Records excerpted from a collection
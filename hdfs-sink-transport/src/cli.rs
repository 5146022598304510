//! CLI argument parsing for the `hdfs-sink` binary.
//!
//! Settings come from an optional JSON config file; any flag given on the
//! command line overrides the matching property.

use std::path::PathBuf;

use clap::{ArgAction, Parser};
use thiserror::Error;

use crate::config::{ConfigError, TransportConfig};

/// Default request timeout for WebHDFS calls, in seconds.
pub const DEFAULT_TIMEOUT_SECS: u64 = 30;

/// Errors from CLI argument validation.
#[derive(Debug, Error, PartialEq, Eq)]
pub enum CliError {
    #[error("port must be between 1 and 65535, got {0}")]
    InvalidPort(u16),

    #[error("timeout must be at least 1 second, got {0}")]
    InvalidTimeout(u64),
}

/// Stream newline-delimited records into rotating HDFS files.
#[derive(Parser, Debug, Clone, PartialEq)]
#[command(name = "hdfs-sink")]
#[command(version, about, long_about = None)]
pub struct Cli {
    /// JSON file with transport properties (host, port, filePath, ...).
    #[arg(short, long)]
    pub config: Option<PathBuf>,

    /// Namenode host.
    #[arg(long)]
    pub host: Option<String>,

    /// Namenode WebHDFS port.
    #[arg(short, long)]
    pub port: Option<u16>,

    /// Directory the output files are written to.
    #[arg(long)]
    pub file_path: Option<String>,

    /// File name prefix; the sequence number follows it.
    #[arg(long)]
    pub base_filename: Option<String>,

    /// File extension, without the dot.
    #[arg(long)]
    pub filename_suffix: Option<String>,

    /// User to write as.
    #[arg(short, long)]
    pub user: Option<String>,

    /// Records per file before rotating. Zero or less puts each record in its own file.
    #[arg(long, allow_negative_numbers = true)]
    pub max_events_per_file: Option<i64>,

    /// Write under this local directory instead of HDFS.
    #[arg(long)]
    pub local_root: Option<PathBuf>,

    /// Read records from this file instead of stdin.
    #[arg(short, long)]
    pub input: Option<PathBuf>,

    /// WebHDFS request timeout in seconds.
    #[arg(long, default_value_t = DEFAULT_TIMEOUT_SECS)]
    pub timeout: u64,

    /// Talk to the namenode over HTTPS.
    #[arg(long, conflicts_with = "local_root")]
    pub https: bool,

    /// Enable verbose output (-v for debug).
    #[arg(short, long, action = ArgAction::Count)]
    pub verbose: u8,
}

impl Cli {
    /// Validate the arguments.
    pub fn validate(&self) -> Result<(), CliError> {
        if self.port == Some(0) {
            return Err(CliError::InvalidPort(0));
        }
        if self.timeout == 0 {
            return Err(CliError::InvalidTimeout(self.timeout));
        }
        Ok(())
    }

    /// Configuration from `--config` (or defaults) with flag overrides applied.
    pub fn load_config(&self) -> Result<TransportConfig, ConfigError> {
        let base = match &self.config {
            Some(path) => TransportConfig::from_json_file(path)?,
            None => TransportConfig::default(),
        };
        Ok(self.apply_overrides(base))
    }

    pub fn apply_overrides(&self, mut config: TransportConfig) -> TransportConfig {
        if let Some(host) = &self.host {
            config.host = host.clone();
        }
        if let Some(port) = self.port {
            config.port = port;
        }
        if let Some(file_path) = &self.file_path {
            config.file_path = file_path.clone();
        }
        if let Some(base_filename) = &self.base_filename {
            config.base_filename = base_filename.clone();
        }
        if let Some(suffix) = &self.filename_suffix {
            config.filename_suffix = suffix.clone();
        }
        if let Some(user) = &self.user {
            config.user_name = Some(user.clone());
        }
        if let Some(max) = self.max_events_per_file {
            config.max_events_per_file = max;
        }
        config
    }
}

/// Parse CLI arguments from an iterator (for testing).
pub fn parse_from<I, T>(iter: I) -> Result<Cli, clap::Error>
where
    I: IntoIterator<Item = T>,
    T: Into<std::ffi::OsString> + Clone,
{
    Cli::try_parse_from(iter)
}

---

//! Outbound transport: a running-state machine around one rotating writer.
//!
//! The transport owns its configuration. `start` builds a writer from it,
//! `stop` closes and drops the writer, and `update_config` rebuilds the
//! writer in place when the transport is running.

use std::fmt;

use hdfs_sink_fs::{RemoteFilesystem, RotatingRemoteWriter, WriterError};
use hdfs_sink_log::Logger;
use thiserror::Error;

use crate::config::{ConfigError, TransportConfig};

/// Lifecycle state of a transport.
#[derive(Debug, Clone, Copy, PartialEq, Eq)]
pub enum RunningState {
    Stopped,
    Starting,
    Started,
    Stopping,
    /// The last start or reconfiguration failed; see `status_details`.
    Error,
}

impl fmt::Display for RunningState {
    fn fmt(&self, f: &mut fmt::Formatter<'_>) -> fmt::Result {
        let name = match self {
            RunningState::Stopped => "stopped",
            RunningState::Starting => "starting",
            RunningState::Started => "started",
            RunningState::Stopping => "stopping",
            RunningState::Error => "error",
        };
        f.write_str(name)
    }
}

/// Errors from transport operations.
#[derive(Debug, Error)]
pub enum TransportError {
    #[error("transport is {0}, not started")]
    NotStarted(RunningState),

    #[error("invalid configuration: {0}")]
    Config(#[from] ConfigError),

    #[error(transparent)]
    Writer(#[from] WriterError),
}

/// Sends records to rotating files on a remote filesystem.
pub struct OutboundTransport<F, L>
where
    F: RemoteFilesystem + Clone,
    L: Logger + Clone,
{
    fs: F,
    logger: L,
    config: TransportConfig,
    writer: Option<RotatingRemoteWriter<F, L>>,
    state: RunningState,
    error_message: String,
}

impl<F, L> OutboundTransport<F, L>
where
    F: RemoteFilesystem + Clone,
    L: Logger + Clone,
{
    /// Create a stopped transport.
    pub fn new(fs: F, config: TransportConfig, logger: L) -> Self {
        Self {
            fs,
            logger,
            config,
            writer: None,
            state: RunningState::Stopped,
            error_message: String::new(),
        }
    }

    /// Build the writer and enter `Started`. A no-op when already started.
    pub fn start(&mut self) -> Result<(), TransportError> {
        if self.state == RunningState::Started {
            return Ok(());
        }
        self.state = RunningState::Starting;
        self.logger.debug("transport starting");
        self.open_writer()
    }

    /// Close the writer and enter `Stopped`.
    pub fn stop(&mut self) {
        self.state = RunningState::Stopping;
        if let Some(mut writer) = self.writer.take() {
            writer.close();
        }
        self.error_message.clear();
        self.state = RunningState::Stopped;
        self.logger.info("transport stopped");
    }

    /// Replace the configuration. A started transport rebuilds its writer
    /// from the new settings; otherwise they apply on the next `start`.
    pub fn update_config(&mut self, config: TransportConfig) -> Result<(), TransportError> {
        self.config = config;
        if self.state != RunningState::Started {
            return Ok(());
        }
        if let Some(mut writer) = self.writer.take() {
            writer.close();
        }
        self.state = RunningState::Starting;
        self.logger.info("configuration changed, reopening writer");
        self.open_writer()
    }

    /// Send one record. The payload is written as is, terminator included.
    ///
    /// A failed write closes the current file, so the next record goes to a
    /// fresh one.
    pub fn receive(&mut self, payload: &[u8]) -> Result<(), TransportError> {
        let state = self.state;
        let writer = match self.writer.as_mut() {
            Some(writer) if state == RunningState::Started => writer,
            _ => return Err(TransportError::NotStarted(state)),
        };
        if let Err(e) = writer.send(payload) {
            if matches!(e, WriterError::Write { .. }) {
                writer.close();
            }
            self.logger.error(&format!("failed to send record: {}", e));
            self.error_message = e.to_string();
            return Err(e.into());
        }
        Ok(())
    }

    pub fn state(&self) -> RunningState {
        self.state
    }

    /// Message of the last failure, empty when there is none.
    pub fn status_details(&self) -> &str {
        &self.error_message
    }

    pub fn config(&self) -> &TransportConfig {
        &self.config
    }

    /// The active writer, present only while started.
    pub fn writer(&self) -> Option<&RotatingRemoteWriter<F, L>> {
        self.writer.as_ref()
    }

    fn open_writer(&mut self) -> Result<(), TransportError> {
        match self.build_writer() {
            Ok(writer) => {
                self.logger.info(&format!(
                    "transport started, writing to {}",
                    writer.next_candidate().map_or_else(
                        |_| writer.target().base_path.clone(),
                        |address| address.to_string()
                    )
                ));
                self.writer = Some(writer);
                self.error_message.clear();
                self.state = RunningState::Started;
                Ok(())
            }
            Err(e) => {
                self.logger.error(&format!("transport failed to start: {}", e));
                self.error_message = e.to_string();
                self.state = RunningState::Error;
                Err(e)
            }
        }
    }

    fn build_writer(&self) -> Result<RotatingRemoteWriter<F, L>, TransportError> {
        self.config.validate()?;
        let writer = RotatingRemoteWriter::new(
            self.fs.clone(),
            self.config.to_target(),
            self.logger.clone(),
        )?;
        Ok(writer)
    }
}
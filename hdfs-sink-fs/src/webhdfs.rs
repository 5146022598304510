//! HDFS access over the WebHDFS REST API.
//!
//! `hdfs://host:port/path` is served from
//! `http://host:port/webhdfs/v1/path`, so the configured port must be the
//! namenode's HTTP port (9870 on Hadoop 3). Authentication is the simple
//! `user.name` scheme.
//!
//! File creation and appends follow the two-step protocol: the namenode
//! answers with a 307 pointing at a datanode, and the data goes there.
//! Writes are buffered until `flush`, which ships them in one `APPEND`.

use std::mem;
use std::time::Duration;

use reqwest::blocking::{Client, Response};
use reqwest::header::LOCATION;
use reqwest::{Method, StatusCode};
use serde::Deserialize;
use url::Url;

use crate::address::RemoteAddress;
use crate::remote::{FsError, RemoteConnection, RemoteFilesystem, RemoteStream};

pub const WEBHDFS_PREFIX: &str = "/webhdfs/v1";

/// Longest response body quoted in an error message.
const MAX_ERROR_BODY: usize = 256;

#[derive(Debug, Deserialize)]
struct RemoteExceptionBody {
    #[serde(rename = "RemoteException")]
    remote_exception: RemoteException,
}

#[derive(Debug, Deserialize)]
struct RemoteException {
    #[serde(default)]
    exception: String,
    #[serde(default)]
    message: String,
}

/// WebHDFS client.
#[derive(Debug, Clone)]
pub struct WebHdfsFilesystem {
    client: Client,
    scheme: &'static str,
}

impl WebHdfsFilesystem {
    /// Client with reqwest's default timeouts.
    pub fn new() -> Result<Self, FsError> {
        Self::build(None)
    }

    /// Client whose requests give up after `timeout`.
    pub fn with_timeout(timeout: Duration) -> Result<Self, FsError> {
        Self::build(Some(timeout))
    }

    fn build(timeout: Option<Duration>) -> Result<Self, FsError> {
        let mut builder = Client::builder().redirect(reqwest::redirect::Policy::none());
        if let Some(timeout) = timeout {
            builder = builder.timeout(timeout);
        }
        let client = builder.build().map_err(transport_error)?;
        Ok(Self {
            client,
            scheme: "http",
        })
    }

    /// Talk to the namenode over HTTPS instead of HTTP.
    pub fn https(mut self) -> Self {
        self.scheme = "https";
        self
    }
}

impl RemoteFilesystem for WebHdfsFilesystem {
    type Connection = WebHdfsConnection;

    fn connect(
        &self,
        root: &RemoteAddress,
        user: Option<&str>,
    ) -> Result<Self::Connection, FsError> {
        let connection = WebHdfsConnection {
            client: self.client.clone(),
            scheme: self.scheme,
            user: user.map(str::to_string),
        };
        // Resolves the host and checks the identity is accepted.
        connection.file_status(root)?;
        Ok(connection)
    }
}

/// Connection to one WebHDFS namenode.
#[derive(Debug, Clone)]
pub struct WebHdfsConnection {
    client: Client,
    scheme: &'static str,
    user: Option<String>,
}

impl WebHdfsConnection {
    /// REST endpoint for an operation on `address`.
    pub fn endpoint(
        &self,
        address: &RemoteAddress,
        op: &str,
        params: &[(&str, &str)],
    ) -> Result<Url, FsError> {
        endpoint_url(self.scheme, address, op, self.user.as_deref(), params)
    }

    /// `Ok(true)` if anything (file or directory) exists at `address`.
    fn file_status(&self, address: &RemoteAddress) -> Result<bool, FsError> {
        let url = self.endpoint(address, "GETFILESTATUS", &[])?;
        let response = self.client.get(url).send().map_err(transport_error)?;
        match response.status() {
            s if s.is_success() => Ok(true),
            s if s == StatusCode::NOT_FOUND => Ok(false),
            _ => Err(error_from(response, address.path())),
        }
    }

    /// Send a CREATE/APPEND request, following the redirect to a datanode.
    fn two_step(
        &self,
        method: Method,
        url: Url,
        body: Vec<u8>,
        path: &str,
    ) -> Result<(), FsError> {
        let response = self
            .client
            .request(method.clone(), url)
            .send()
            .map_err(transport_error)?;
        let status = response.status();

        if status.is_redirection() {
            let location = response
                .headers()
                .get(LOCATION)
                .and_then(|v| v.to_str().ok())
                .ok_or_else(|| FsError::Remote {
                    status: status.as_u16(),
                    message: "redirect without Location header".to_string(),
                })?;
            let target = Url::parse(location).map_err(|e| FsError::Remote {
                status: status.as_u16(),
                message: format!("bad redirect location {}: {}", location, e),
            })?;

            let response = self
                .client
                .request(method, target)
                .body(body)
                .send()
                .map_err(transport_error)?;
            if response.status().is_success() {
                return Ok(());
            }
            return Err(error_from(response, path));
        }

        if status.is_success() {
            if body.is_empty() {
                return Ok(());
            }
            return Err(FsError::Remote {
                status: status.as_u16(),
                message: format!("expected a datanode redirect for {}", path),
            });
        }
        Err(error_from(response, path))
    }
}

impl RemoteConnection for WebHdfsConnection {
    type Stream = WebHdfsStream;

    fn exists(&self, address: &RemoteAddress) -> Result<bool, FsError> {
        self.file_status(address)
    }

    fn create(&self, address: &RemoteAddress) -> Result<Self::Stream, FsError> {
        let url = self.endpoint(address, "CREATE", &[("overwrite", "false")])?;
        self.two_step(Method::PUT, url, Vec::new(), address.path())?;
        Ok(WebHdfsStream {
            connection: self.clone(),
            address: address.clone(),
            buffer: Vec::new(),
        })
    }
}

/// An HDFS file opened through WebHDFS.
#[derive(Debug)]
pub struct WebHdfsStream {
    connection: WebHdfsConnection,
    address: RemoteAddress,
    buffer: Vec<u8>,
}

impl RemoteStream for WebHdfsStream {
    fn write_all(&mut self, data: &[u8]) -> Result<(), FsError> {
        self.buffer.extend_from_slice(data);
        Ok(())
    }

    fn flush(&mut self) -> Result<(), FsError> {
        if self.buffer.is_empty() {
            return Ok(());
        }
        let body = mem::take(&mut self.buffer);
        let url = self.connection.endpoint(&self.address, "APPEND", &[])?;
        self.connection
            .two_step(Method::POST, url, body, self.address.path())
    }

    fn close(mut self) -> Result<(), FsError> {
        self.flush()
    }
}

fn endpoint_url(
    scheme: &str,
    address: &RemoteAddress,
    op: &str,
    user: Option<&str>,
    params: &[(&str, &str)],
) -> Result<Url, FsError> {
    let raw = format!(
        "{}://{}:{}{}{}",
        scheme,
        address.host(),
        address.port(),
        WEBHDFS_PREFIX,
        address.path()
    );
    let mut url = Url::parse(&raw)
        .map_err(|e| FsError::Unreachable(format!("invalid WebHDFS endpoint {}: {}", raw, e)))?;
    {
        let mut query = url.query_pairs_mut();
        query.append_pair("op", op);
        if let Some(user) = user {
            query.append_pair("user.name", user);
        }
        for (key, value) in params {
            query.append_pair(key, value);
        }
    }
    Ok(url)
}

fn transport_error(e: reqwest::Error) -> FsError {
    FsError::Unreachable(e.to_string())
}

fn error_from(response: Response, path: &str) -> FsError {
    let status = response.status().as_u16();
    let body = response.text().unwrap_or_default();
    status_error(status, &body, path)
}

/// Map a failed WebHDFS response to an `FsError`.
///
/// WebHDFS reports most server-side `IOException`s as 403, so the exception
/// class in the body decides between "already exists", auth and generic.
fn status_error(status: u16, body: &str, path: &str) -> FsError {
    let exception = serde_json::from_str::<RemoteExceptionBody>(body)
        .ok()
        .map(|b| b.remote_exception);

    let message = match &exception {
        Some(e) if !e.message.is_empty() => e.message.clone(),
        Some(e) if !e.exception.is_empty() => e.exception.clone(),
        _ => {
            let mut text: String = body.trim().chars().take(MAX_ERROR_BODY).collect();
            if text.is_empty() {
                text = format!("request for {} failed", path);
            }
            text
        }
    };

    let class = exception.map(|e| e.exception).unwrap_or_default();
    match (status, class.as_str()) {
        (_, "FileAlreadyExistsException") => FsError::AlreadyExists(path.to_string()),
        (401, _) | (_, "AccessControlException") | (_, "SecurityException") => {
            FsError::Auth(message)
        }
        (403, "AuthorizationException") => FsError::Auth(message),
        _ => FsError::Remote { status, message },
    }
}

* * *

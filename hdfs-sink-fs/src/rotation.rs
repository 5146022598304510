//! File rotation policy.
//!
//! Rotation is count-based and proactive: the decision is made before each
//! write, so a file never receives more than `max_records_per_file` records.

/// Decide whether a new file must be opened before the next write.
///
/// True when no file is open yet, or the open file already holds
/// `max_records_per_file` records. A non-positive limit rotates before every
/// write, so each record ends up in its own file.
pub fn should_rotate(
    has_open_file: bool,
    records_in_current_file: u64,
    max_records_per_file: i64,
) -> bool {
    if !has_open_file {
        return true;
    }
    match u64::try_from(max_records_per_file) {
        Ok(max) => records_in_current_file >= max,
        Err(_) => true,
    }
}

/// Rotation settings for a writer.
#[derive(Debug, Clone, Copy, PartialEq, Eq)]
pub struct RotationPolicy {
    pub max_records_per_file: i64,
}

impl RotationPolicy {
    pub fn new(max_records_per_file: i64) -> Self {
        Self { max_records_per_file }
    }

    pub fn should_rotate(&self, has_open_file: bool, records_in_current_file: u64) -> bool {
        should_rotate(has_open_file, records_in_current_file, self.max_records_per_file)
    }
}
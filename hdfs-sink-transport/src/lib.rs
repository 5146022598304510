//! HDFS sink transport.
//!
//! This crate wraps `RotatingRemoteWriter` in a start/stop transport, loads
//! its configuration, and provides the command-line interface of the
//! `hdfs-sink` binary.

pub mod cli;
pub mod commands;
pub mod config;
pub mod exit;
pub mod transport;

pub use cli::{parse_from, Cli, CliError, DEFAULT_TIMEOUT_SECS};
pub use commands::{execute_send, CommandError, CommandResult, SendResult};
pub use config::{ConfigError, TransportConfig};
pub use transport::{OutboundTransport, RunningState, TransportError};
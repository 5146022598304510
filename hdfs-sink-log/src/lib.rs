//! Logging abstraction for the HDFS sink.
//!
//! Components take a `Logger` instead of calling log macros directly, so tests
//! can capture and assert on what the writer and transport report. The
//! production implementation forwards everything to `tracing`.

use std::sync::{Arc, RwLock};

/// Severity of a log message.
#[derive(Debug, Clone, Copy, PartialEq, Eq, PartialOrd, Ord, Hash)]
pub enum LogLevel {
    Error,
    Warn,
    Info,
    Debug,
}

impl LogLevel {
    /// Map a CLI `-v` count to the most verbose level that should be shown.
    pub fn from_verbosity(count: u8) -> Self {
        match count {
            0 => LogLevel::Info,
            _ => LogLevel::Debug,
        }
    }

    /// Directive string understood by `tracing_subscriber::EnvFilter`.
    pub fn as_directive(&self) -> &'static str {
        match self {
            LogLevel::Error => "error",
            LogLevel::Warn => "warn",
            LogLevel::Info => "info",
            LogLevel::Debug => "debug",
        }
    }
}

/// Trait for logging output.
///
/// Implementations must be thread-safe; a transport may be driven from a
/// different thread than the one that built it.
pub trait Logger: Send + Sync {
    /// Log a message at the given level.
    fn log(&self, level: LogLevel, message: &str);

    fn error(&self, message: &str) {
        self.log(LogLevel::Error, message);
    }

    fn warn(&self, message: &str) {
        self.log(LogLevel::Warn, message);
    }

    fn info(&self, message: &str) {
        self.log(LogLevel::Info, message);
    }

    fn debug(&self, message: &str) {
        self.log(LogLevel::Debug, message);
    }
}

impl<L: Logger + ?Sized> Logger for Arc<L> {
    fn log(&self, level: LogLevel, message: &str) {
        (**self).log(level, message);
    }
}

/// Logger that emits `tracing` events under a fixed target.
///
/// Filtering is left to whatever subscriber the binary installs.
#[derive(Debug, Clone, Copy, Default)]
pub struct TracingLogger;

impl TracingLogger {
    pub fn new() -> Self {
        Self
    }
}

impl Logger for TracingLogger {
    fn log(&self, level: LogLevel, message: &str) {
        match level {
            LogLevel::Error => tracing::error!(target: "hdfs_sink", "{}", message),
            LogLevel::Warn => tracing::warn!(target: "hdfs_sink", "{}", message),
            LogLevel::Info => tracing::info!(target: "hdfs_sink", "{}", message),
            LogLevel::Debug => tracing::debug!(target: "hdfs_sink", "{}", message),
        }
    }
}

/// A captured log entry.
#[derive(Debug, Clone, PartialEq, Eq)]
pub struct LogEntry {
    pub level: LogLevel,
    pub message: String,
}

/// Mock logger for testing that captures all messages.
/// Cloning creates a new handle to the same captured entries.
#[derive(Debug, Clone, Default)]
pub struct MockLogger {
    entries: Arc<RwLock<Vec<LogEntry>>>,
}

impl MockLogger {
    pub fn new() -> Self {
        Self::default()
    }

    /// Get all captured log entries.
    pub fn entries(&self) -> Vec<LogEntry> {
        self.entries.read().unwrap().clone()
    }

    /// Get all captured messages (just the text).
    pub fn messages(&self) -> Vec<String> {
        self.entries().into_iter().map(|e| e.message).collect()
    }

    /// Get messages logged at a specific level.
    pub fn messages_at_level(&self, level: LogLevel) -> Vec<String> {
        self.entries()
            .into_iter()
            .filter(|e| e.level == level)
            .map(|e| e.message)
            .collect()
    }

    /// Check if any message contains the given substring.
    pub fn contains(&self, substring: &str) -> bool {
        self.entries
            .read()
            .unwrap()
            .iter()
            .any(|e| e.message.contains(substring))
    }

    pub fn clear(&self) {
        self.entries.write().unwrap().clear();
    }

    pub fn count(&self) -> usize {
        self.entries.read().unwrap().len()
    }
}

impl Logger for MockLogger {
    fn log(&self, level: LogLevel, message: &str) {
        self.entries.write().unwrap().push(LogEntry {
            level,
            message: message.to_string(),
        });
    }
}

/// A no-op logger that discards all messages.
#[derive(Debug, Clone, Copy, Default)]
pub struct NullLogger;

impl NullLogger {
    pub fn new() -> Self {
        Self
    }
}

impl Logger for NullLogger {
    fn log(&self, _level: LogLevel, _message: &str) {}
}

◆ What the task requires: Please report how many lines in the records contain the string "OutboundTransport", and write nothing besides that number.

◆ Answer space: 3